Parece que no aprendemos. Tanto lo parece que probablemente nuestra recalcitrante tendencia a convertir cada problema en una partida de mus esté cosida ya a nuestro ADN y haya que aceptarla hasta con cariño/resignación. Si a esa tendencia se le suma la indubitada de gritar, para todo, el lío en la familia está armado.
Y lo que precisamente requiere esta cuestión, este contencioso, es actitud y olvido.

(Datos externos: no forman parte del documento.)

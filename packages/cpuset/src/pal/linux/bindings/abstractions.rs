use std::fmt::Debug;
use std::io;

use libc::c_ulong;

/// Bindings for FFI calls into the operating system.
///
/// All PAL FFI calls must go through this trait, enabling them to be mocked.
#[cfg_attr(test, mockall::automock)]
pub(crate) trait Bindings: Debug + Send + Sync + 'static {
    /// `sched_getaffinity()` for the current thread, into a mask of whatever size `mask` is.
    ///
    /// Fails with `EINVAL` if the mask is smaller than the kernel's own affinity mask.
    fn sched_getaffinity_current(&self, mask: &mut [c_ulong]) -> Result<(), io::Error>;
}
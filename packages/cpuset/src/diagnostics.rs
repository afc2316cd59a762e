use std::fmt::{self, Display};
use std::path::PathBuf;

/// Where a configuration value came from, used to give lenient-mode diagnostics enough context
/// for a user to find the offending setting.
///
/// All fields are optional. An empty location is fine for values that did not come from a
/// configuration file (e.g. command line arguments).
///
/// ```
/// use cpuset::ConfigLocation;
///
/// let location = ConfigLocation::new()
///     .with_unit("worker.service")
///     .with_file("/etc/worker/worker.conf")
///     .with_line(12)
///     .with_setting("CPUAffinity");
///
/// assert_eq!(
///     location.to_string(),
///     "/etc/worker/worker.conf:12 [worker.service] CPUAffinity"
/// );
/// ```
#[derive(Clone, Debug, Default, Eq, PartialEq)]
pub struct ConfigLocation {
    unit: Option<String>,
    file: Option<PathBuf>,
    line: Option<u32>,
    setting: Option<String>,
}

impl ConfigLocation {
    /// Creates a location with no details filled in.
    #[must_use]
    pub fn new() -> Self {
        Self::default()
    }

    /// Sets the name of the unit (service, job, container) the value configures.
    #[must_use]
    pub fn with_unit(mut self, unit: impl Into<String>) -> Self {
        self.unit = Some(unit.into());
        self
    }

    /// Sets the path of the file the value was read from.
    #[must_use]
    pub fn with_file(mut self, file: impl Into<PathBuf>) -> Self {
        self.file = Some(file.into());
        self
    }

    /// Sets the 1-based line number of the value within its file.
    #[must_use]
    pub fn with_line(mut self, line: u32) -> Self {
        self.line = Some(line);
        self
    }

    /// Sets the name of the setting whose value is being parsed.
    #[must_use]
    pub fn with_setting(mut self, setting: impl Into<String>) -> Self {
        self.setting = Some(setting.into());
        self
    }

    /// The unit the value configures, if known.
    #[must_use]
    pub fn unit(&self) -> Option<&str> {
        self.unit.as_deref()
    }

    /// The file the value was read from, if known.
    #[must_use]
    pub fn file(&self) -> Option<&PathBuf> {
        self.file.as_ref()
    }

    /// The line the value was read from, if known.
    #[must_use]
    pub fn line(&self) -> Option<u32> {
        self.line
    }

    /// The name of the setting, if known.
    #[must_use]
    pub fn setting(&self) -> Option<&str> {
        self.setting.as_deref()
    }
}

impl Display for ConfigLocation {
    fn fmt(&self, f: &mut fmt::Formatter<'_>) -> fmt::Result {
        let mut parts = Vec::new();

        match (&self.file, self.line) {
            (Some(file), Some(line)) => parts.push(format!("{}:{line}", file.display())),
            (Some(file), None) => parts.push(file.display().to_string()),
            (None, Some(line)) => parts.push(format!("line {line}")),
            (None, None) => {}
        }

        if let Some(unit) = &self.unit {
            parts.push(format!("[{unit}]"));
        }

        if let Some(setting) = &self.setting {
            parts.push(setting.clone());
        }

        f.write_str(&parts.join(" "))
    }
}

fn file_name(location: &ConfigLocation) -> Option<String> {
    location.file().map(|file| file.display().to_string())
}

// Lenient-mode reporting. Every event carries the location as structured fields so that
// subscribers can render it however they like.

pub(crate) fn report_invalid_value(location: &ConfigLocation, value: &str, error: &crate::Error) {
    let file = file_name(location);

    tracing::error!(
        unit = location.unit(),
        file = file.as_deref(),
        line = location.line(),
        setting = location.setting(),
        %error,
        "Invalid value for {}: {value}",
        location.setting().unwrap_or("CPU set")
    );
}

pub(crate) fn report_unparsable_token(location: &ConfigLocation, token: &str, error: &crate::Error) {
    let file = file_name(location);

    tracing::error!(
        unit = location.unit(),
        file = file.as_deref(),
        line = location.line(),
        setting = location.setting(),
        token,
        %error,
        "Failed to parse CPU affinity '{token}'"
    );
}

pub(crate) fn report_inverted_range(
    location: &ConfigLocation,
    token: &str,
    lower: crate::CpuIndex,
    upper: crate::CpuIndex,
) {
    let file = file_name(location);

    tracing::warn!(
        unit = location.unit(),
        file = file.as_deref(),
        line = location.line(),
        setting = location.setting(),
        token,
        "Range '{token}' is invalid, {lower} > {upper}, ignoring."
    );
}

pub(crate) fn report_cannot_add(
    location: &ConfigLocation,
    token: &str,
    index: crate::CpuIndex,
    error: &crate::Error,
) {
    let file = file_name(location);

    tracing::error!(
        unit = location.unit(),
        file = file.as_deref(),
        line = location.line(),
        setting = location.setting(),
        token,
        "Cannot add CPU {index} to set: {error}"
    );
}
use crate::{ConfigLocation, CpuSet, Mode, SetState, parse_with};

impl CpuSet {
    /// Applies one more occurrence of a repeatable configuration setting to this set.
    ///
    /// Repeated values accumulate: the members of `value` are added to the set. An empty value
    /// clears the set back to [`SetState::Unset`]. The value is always parsed in
    /// [`Mode::Lenient`], so problems are also emitted as diagnostics.
    ///
    /// ```
    /// use cpuset::{CpuSet, SetState};
    ///
    /// let mut affinity = CpuSet::new();
    /// affinity.extend_from_str("1,2").unwrap();
    /// affinity.extend_from_str("3").unwrap();
    /// assert_eq!(affinity.to_string(), "1 2 3");
    ///
    /// affinity.extend_from_str("").unwrap();
    /// assert_eq!(affinity.state(), SetState::Unset);
    /// ```
    ///
    /// # Errors
    ///
    /// Fails if `value` does not parse or if storage cannot be grown. The set is unchanged on
    /// error.
    pub fn extend_from_str(&mut self, value: &str) -> crate::Result<()> {
        self.extend_from_str_with(value, &ConfigLocation::new())
    }

    /// Same as [`extend_from_str()`][Self::extend_from_str] but attaches `location` to any
    /// diagnostics.
    ///
    /// # Errors
    ///
    /// See [`extend_from_str()`][Self::extend_from_str].
    pub fn extend_from_str_with(
        &mut self,
        value: &str,
        location: &ConfigLocation,
    ) -> crate::Result<()> {
        let parsed = parse_with(value, Mode::Lenient, location)?;

        if parsed.state() == SetState::Unset {
            self.reset();
            return Ok(());
        }

        if self.state() == SetState::Unset {
            *self = parsed;
            return Ok(());
        }

        self.add_all(&parsed)
    }
}

#[cfg(test)]
#[cfg_attr(coverage_nightly, coverage(off))]
mod tests {
    use crate::{CpuSet, Error, SetState};

    #[test]
    fn empty_value_resets() {
        let mut set = CpuSet::from_indices([1, 2]).unwrap();

        set.extend_from_str("").unwrap();

        assert_eq!(set.state(), SetState::Unset);
        assert_eq!(set.allocated(), 0);
    }

    #[test]
    fn delimiter_only_value_resets() {
        let mut set = CpuSet::from_indices([1, 2]).unwrap();

        set.extend_from_str(" , ").unwrap();

        assert_eq!(set.state(), SetState::Unset);
    }

    #[test]
    fn merges_into_existing() {
        let mut set = CpuSet::from_indices([1, 2]).unwrap();

        set.extend_from_str("3").unwrap();

        assert_eq!(set.iter().collect::<Vec<_>>(), vec![1, 2, 3]);
    }

    #[test]
    fn unset_takes_parsed_value() {
        let mut set = CpuSet::new();

        set.extend_from_str("4-5").unwrap();

        assert_eq!(set.to_string(), "4 5");
    }

    #[test]
    fn inverted_range_does_not_reset() {
        let mut set = CpuSet::from_indices([1]).unwrap();

        set.extend_from_str("5-2").unwrap();

        assert_eq!(set.to_string(), "1");
        assert_eq!(set.state(), SetState::Populated);
    }

    #[test]
    fn inverted_range_on_unset_is_explicitly_empty() {
        let mut set = CpuSet::new();

        set.extend_from_str("5-2").unwrap();

        assert_eq!(set.state(), SetState::ExplicitlyEmpty);
    }

    #[test]
    fn failure_leaves_set_unchanged() {
        let mut set = CpuSet::from_indices([1, 2]).unwrap();
        let before = set.clone();
        let allocated = set.allocated();

        let error = set.extend_from_str("3,9000").unwrap_err();
        assert!(matches!(error, Error::IndexOutOfRange { index: 9000 }));

        set.extend_from_str("bogus").unwrap_err();

        assert_eq!(set, before);
        assert_eq!(set.allocated(), allocated);
    }

    #[test]
    fn sequence_of_directives() {
        let mut set = CpuSet::new();

        for value in ["0", "2-3", "", "7", "6,7"] {
            set.extend_from_str(value).unwrap();
        }

        assert_eq!(set.to_string(), "6 7");
    }
}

Olvido de agravios, en primer lugar. Los agravios son constructos la mayor parte de las veces justificatorios de posiciones de prejuicio. Las sociedades no hieren a las sociedades, son personas de esas sociedades las que pueden intentar herir a otras personas o sensibilidades, y a veces lo consiguen. El odio, el desprecio, la manipulación, por muy alta posición social que se ocupe, nunca debe hacernos olvidar que solo representa el odio, el desprecio, el afán manipulador del protagonista, habitualmente para obtener más poder o para ocultar alguna vergüenza. Esto respecto al olvido.
Requiere una actitud, en segundo lugar, de resolución y no de agudización del conflicto. Una actitud innovadora que nos acerque a la solución del problema, y si ésta no es posible, a la convivencia amable y educada con él. Una actitud de escucha, de atención sincera a las razones ajenas. Una escucha que no niegue los contenciosos, sino que los reconozca y los aborde desde la mutua comprensión, no desde el mando, el odio o el rencor. No es fácil escuchar: requiere desnudarse de prejuicios, reconocer diferencias que pueden no gustar, reconocer que podemos estar equivocados, reconocer que el otro forma parte de la solución. Sea cual sea la solución.
Y ahora la humildísima propuesta para abordar este lío; lío, que, si miramos a derecha e izquierda, arriba y abajo del mundo, es un pequeño lío, que engordamos y sentimos grande porque es “nuestro” lío. De verdad, para lío lío, Oriente Medio, África subsahariana, el de los kurdos, el de Irak, el de la salud del planeta, el de Filipinas o el de Estados Unidos… Desde nuestro diminuto lugar del mapa, deberíamos encontrar fácilmente el clima para el re-encuentro, el encuentro para el debate, el debate para buscar las soluciones. Es la primera vez en la historia de España que, dotados de una legalidad democrática indiscutible (aunque tenga fallas), podemos abordar cualquier cuestión y resolverla al gusto de grandes mayorías. Digo grandes mayorías, no exiguas mayorías, mitades, o fragmentos.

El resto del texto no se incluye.